About this task: Whatever the records say, repeat them exactly as given.

Saved data entries:

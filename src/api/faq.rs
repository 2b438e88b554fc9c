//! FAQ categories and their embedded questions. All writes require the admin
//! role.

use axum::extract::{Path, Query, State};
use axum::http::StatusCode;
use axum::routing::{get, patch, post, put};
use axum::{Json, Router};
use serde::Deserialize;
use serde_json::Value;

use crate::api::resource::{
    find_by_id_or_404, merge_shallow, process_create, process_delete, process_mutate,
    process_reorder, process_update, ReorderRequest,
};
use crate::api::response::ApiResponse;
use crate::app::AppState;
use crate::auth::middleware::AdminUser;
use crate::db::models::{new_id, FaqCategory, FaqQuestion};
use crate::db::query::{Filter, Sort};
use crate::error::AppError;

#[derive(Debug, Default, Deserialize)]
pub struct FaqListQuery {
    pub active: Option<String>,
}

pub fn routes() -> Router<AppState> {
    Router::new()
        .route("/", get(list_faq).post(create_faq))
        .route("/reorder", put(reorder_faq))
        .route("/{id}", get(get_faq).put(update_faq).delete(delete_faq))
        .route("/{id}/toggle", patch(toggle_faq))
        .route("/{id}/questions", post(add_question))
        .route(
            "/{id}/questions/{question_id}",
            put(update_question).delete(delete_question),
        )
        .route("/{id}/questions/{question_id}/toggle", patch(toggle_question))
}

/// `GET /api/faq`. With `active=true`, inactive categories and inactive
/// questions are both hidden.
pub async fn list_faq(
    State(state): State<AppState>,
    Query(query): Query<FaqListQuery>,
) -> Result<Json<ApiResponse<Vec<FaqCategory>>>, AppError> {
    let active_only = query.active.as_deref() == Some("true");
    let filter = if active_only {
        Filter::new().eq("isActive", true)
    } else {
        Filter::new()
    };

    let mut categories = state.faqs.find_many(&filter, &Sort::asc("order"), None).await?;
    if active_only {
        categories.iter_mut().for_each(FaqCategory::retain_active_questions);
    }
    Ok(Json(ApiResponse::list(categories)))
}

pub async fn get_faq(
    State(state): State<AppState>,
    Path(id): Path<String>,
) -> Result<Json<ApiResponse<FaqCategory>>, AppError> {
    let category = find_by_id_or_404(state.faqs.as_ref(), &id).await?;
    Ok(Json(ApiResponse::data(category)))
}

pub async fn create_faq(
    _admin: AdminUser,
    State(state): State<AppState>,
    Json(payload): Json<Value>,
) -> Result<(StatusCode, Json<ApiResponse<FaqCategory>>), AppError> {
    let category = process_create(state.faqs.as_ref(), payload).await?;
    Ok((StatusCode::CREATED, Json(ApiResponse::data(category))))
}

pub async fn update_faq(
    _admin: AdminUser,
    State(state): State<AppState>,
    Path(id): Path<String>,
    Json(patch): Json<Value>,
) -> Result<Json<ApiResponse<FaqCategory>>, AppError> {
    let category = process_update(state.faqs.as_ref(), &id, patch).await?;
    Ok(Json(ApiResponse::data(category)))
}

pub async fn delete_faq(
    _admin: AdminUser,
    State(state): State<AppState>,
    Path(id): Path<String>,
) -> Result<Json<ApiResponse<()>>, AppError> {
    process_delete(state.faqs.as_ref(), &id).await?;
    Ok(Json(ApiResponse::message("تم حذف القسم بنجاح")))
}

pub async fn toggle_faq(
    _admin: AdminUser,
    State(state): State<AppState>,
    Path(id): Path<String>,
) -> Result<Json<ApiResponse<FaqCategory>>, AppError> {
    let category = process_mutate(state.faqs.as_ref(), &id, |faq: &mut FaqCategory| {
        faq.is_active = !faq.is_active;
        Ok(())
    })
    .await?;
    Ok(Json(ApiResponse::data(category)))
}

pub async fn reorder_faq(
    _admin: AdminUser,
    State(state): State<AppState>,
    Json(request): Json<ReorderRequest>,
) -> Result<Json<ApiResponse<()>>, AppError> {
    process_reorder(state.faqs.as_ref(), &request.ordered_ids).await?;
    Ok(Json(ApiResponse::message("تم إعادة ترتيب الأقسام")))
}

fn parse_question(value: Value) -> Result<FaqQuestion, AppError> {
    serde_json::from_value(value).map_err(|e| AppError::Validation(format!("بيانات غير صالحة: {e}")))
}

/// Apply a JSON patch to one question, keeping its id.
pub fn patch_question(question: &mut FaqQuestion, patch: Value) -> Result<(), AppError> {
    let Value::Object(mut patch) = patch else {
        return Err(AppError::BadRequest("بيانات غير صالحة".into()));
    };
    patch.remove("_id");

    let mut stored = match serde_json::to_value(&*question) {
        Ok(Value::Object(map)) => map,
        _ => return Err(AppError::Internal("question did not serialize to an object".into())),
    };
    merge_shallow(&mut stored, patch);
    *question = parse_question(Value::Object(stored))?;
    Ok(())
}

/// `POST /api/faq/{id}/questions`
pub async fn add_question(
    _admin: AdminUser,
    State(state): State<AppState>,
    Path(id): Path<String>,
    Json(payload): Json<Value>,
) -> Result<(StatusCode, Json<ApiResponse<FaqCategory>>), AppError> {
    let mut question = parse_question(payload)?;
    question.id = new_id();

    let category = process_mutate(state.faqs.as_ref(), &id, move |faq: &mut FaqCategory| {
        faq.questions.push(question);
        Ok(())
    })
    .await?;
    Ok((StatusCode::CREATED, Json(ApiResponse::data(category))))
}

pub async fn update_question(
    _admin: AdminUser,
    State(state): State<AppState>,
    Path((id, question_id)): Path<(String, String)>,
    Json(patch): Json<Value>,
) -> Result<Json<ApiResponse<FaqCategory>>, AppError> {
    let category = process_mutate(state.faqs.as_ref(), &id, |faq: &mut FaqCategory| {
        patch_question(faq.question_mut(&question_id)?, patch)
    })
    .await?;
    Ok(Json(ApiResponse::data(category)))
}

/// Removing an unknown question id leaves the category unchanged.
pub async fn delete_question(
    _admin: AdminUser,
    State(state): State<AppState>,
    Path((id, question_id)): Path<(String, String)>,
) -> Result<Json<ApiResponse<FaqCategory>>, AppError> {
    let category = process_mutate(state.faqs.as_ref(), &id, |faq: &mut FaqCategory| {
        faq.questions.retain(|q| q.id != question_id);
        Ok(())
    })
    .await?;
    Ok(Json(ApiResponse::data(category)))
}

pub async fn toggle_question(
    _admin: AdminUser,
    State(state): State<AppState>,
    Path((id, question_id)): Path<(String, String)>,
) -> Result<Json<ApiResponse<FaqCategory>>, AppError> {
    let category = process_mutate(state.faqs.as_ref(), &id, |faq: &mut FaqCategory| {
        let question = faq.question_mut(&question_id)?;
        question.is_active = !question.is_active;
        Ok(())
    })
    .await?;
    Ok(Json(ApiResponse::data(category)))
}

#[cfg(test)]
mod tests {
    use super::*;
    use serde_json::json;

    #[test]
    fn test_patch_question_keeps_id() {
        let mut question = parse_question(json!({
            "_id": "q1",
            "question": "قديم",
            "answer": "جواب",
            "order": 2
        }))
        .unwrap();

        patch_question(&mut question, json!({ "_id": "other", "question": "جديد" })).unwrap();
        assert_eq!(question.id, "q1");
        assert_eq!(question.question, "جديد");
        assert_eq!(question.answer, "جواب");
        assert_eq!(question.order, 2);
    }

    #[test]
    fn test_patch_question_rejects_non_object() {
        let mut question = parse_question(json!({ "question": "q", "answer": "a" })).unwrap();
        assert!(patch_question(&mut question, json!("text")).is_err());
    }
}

Problem solution:
filename src/api/faq.rs
repository 2b438e88b554fc9c
//! FAQ categories and their embedded questions. All writes require the admin
//! role.

use axum::extract::{Path, Query, State};
use axum::http::StatusCode;
use axum::routing::{get, patch, post, put};
use axum::{Json, Router};
use serde::Deserialize;
use serde_json::Value;

use crate::api::resource::{
    find_by_id_or_404, merge_shallow, process_create, process_delete, process_mutate,
    process_reorder, process_update, ReorderRequest,
};
use crate::api::response::ApiResponse;
use crate::app::AppState;
use crate::auth::middleware::AdminUser;
use crate::db::models::{new_id, FaqCategory, FaqQuestion};
use crate::db::query::{Filter, Sort};
use crate::error::AppError;

#[derive(Debug, Default, Deserialize)]
pub struct FaqListQuery {
    pub active: Option<String>,
}

pub fn routes() -> Router<AppState> {
    Router::new()
        .route("/", get(list_faq).post(create_faq))
        .route("/reorder", put(reorder_faq))
        .route("/{id}", get(get_faq).put(update_faq).delete(delete_faq))
        .route("/{id}/toggle", patch(toggle_faq))
        .route("/{id}/questions", post(add_question))
        .route(
            "/{id}/questions/{question_id}",
            put(update_question).delete(delete_question),
        )
        .route("/{id}/questions/{question_id}/toggle", patch(toggle_question))
}

/// `GET /api/faq`. With `active=true`, inactive categories and inactive
/// questions are both hidden.
pub async fn list_faq(
    State(state): State<AppState>,
    Query(query): Query<FaqListQuery>,
) -> Result<Json<ApiResponse<Vec<FaqCategory>>>, AppError> {
    let active_only = query.active.as_deref() == Some("true");
    let filter = if active_only {
        Filter::new().eq("isActive", true)
    } else {
        Filter::new()
    };

    let mut categories = state.faqs.find_many(&filter, &Sort::asc("order"), None).await?;
    if active_only {
        categories.iter_mut().for_each(FaqCategory::retain_active_questions);
    }
    Ok(Json(ApiResponse::list(categories)))
}

pub async fn get_faq(
    State(state): State<AppState>,
    Path(id): Path<String>,
) -> Result<Json<ApiResponse<FaqCategory>>, AppError> {
    let category = find_by_id_or_404(state.faqs.as_ref(), &id).await?;
    Ok(Json(ApiResponse::data(category)))
}

pub async fn create_faq(
    _admin: AdminUser,
    State(state): State<AppState>,
    Json(payload): Json<Value>,
) -> Result<(StatusCode, Json<ApiResponse<FaqCategory>>), AppError> {
    let category = process_create(state.faqs.as_ref(), payload).await?;
    Ok((StatusCode::CREATED, Json(ApiResponse::data(category))))
}

pub async fn update_faq(
    _admin: AdminUser,
    State(state): State<AppState>,
    Path(id): Path<String>,
    Json(patch): Json<Value>,
) -> Result<Json<ApiResponse<FaqCategory>>, AppError> {
    let category = process_update(state.faqs.as_ref(), &id, patch).await?;
    Ok(Json(ApiResponse::data(category)))
}

pub async fn delete_faq(
    _admin: AdminUser,
    State(state): State<AppState>,
    Path(id): Path<String>,
) -> Result<Json<ApiResponse<()>>, AppError> {
    process_delete(state.faqs.as_ref(), &id).await?;
    Ok(Json(ApiResponse::message("تم حذف القسم بنجاح")))
}

pub async fn toggle_faq(
    _admin: AdminUser,
    State(state): State<AppState>,
    Path(id): Path<String>,
) -> Result<Json<ApiResponse<FaqCategory>>, AppError> {
    let category = process_mutate(state.faqs.as_ref(), &id, |faq: &mut FaqCategory| {
        faq.is_active = !faq.is_active;
        Ok(())
    })
    .await?;
    Ok(Json(ApiResponse::data(category)))
}

pub async fn reorder_faq(
    _admin: AdminUser,
    State(state): State<AppState>,
    Json(request): Json<ReorderRequest>,
) -> Result<Json<ApiResponse<()>>, AppError> {
    process_reorder(state.faqs.as_ref(), &request.ordered_ids).await?;
    Ok(Json(ApiResponse::message("تم إعادة ترتيب الأقسام")))
}

fn parse_question(value: Value) -> Result<FaqQuestion, AppError> {
    serde_json::from_value(value).map_err(|e| AppError::Validation(format!("بيانات غير صالحة: {e}")))
}

/// Apply a JSON patch to one question, keeping its id.
pub fn patch_question(question: &mut FaqQuestion, patch: Value) -> Result<(), AppError> {
    let Value::Object(mut patch) = patch else {
        return Err(AppError::BadRequest("بيانات غير صالحة".into()));
    };
    patch.remove("_id");

    let mut stored = match serde_json::to_value(&*question) {
        Ok(Value::Object(map)) => map,
        _ => return Err(AppError::Internal("question did not serialize to an object".into())),
    };
    merge_shallow(&mut stored, patch);
    *question = parse_question(Value::Object(stored))?;
    Ok(())
}

/// `POST /api/faq/{id}/questions`
pub async fn add_question(
    _admin: AdminUser,
    State(state): State<AppState>,
    Path(id): Path<String>,
    Json(payload): Json<Value>,
) -> Result<(StatusCode, Json<ApiResponse<FaqCategory>>), AppError> {
    let mut question = parse_question(payload)?;
    question.id = new_id();

    let category = process_mutate(state.faqs.as_ref(), &id, move |faq: &mut FaqCategory| {
        faq.questions.push(question);
        Ok(())
    })
    .await?;
    Ok((StatusCode::CREATED, Json(ApiResponse::data(category))))
}

pub async fn update_question(
    _admin: AdminUser,
    State(state): State<AppState>,
    Path((id, question_id)): Path<(String, String)>,
    Json(patch): Json<Value>,
) -> Result<Json<ApiResponse<FaqCategory>>, AppError> {
    let category = process_mutate(state.faqs.as_ref(), &id, |faq: &mut FaqCategory| {
        patch_question(faq.question_mut(&question_id)?, patch)
    })
    .await?;
    Ok(Json(ApiResponse::data(category)))
}

/// Removing an unknown question id leaves the category unchanged.
pub async fn delete_question(
    _admin: AdminUser,
    State(state): State<AppState>,
    Path((id, question_id)): Path<(String, String)>,
) -> Result<Json<ApiResponse<FaqCategory>>, AppError> {
    let category = process_mutate(state.faqs.as_ref(), &id, |faq: &mut FaqCategory| {
        faq.questions.retain(|q| q.id != question_id);
        Ok(())
    })
    .await?;
    Ok(Json(ApiResponse::data(category)))
}

pub async fn toggle_question(
    _admin: AdminUser,
    State(state): State<AppState>,
    Path((id, question_id)): Path<(String, String)>,
) -> Result<Json<ApiResponse<FaqCategory>>, AppError> {
    let category = process_mutate(state.faqs.as_ref(), &id, |faq: &mut FaqCategory| {
        let question = faq.question_mut(&question_id)?;
        question.is_active = !question.is_active;
        Ok(())
    })
    .await?;
    Ok(Json(ApiResponse::data(category)))
}

#[cfg(test)]
mod tests {
    use super::*;
    use serde_json::json;

    #[test]
    fn test_patch_question_keeps_id() {
        let mut question = parse_question(json!({
            "_id": "q1",
            "question": "قديم",
            "answer": "جواب",
            "order": 2
        }))
        .unwrap();

        patch_question(&mut question, json!({ "_id": "other", "question": "جديد" })).unwrap();
        assert_eq!(question.id, "q1");
        assert_eq!(question.question, "جديد");
        assert_eq!(question.answer, "جواب");
        assert_eq!(question.order, 2);
    }

    #[test]
    fn test_patch_question_rejects_non_object() {
        let mut question = parse_question(json!({ "question": "q", "answer": "a" })).unwrap();
        assert!(patch_question(&mut question, json!("text")).is_err());
    }
}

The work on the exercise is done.